A single‐center experience with liver transplantation for Wilson’s disease

Abstract

Wilson's disease is an inherited disorder of copper metabolism, presenting with prominent hepatic and neurologic manifestations. There is an established place for liver transplantation in the presence of liver disease, while the indication for neurologic manifestations is debated. Between 1993 and 2005, 11 patients were liver transplanted for Wilson's disease at our institution. We retrospectively reviewed the medical records of the patients. The pathology of the explanted livers was analyzed. The patients were divided into three groups based on the evolution of the disease.
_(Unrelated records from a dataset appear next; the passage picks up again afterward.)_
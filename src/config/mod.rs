//! Configuration management for the Jarvis client

pub mod file;

use std::path::Path;
use std::time::Duration;

use crate::{Error, Result};

/// Default query (orchestrator) service URL
pub const DEFAULT_ORCHESTRATOR_URL: &str = "http://localhost:8003";

/// Default speech-to-text service URL
pub const DEFAULT_ASR_URL: &str = "http://localhost:8004";

/// Default text-to-speech service URL
pub const DEFAULT_TTS_URL: &str = "http://localhost:8005";

/// Default per-request timeout
pub const DEFAULT_TIMEOUT_SECS: u64 = 60;

/// Jarvis client configuration
#[derive(Debug, Clone)]
pub struct Config {
    /// Backend service endpoints
    pub endpoints: Endpoints,

    /// Voice configuration
    pub voice: VoiceConfig,

    /// Timeout applied to every remote call (`None` waits indefinitely)
    pub request_timeout: Option<Duration>,
}

/// The three remote collaborators
#[derive(Debug, Clone, Copy, PartialEq, Eq, Hash)]
pub enum Service {
    /// Query (orchestrator) service
    Query,
    /// Speech-to-text service
    Transcription,
    /// Text-to-speech service
    Synthesis,
}

impl Service {
    /// All services, in pipeline order of first use
    pub const ALL: [Self; 3] = [Self::Transcription, Self::Query, Self::Synthesis];

    /// Short service name used in logs and error messages
    #[must_use]
    pub const fn name(self) -> &'static str {
        match self {
            Self::Query => "orchestrator",
            Self::Transcription => "asr",
            Self::Synthesis => "tts",
        }
    }
}

/// Base URLs for the backend services
#[derive(Debug, Clone, PartialEq, Eq)]
pub struct Endpoints {
    /// Query service base URL
    pub orchestrator_url: String,

    /// Speech-to-text service base URL
    pub asr_url: String,

    /// Text-to-speech service base URL
    pub tts_url: String,
}

impl Endpoints {
    /// Base URL for a service
    #[must_use]
    pub fn url(&self, service: Service) -> &str {
        match service {
            Service::Query => &self.orchestrator_url,
            Service::Transcription => &self.asr_url,
            Service::Synthesis => &self.tts_url,
        }
    }
}

impl Default for Endpoints {
    fn default() -> Self {
        Self {
            orchestrator_url: DEFAULT_ORCHESTRATOR_URL.to_string(),
            asr_url: DEFAULT_ASR_URL.to_string(),
            tts_url: DEFAULT_TTS_URL.to_string(),
        }
    }
}

/// Voice processing configuration
#[derive(Debug, Clone, PartialEq)]
pub struct VoiceConfig {
    /// TTS speed multiplier
    pub tts_speed: f32,
}

impl Default for VoiceConfig {
    fn default() -> Self {
        Self { tts_speed: 1.0 }
    }
}

impl Default for Config {
    fn default() -> Self {
        Self {
            endpoints: Endpoints::default(),
            voice: VoiceConfig::default(),
            request_timeout: Some(Duration::from_secs(DEFAULT_TIMEOUT_SECS)),
        }
    }
}

impl Config {
    /// Load configuration from the environment and the default config file
    ///
    /// # Errors
    ///
    /// Returns error if a configured value is invalid
    pub fn load() -> Result<Self> {
        Self::from_sources(file::load_config_file(), |key| std::env::var(key).ok())
    }

    /// Load configuration from the environment and an explicit config file
    ///
    /// # Errors
    ///
    /// Returns error if the file cannot be loaded or a value is invalid
    pub fn load_from_path(path: &Path) -> Result<Self> {
        let fc = file::read_config_file(path)?;
        Self::from_sources(fc, |key| std::env::var(key).ok())
    }

    /// Resolve configuration with priority env > toml > default
    ///
    /// # Errors
    ///
    /// Returns error if a URL does not parse or the speed is not positive
    pub fn from_sources(
        fc: file::JarvisConfigFile,
        env: impl Fn(&str) -> Option<String>,
    ) -> Result<Self> {
        let endpoints = Endpoints {
            orchestrator_url: env("JARVIS_ORCHESTRATOR_URL")
                .or(fc.endpoints.orchestrator_url)
                .unwrap_or_else(|| DEFAULT_ORCHESTRATOR_URL.to_string()),
            asr_url: env("JARVIS_ASR_URL")
                .or(fc.endpoints.asr_url)
                .unwrap_or_else(|| DEFAULT_ASR_URL.to_string()),
            tts_url: env("JARVIS_TTS_URL")
                .or(fc.endpoints.tts_url)
                .unwrap_or_else(|| DEFAULT_TTS_URL.to_string()),
        };

        for service in Service::ALL {
            validate_url(service, endpoints.url(service))?;
        }

        let tts_speed = env("JARVIS_TTS_SPEED")
            .and_then(|s| s.parse().ok())
            .or(fc.voice.tts_speed)
            .unwrap_or(1.0);
        if !tts_speed.is_finite() || tts_speed <= 0.0 {
            return Err(Error::Config(format!(
                "tts speed must be a positive number, got {tts_speed}"
            )));
        }

        let timeout_secs = env("JARVIS_REQUEST_TIMEOUT_SECS")
            .and_then(|s| s.parse().ok())
            .or(fc.http.timeout_secs)
            .unwrap_or(DEFAULT_TIMEOUT_SECS);
        let request_timeout = (timeout_secs > 0).then(|| Duration::from_secs(timeout_secs));

        let config = Self {
            endpoints,
            voice: VoiceConfig { tts_speed },
            request_timeout,
        };
        tracing::debug!(?config, "resolved configuration");
        Ok(config)
    }
}

fn validate_url(service: Service, raw: &str) -> Result<()> {
    let parsed = url::Url::parse(raw)
        .map_err(|e| Error::Config(format!("invalid {} url {raw:?}: {e}", service.name())))?;

    match parsed.scheme() {
        "http" | "https" => Ok(()),
        other => Err(Error::Config(format!(
            "unsupported scheme {other:?} for {} url",
            service.name()
        ))),
    }
}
Postoperative data gathered included patient and graft outcome, complications, neurologic status, and copper metabolism. Six males and five females were transplanted at a mean age of 29.7 yr (range 15-48 yr). Three patients had a fulminant presentation, two patients had decompensation of established disease, and six patients had chronic disease. Neurologic features were prominent in five patients. The pathologic analysis of the explanted graft showed cirrhosis in all patients. The five patients with fulminant and acute on chronic presentations also showed necrosis in the explant. The mean postoperative follow-up was 56.8 months (range 10-129 months). Two patients were re-transplanted. One patient died because of severe sepsis. Two patients with severe neurologic dysfunction showed significant remission of symptoms. Liver transplantation is a safe and effective treatment for both acute and chronic presentations of Wilson's disease. Acute presentation correlates with the presence of necrosis in the explanted liver. In our series, there was a relevant improvement of the neurologic features after transplantation.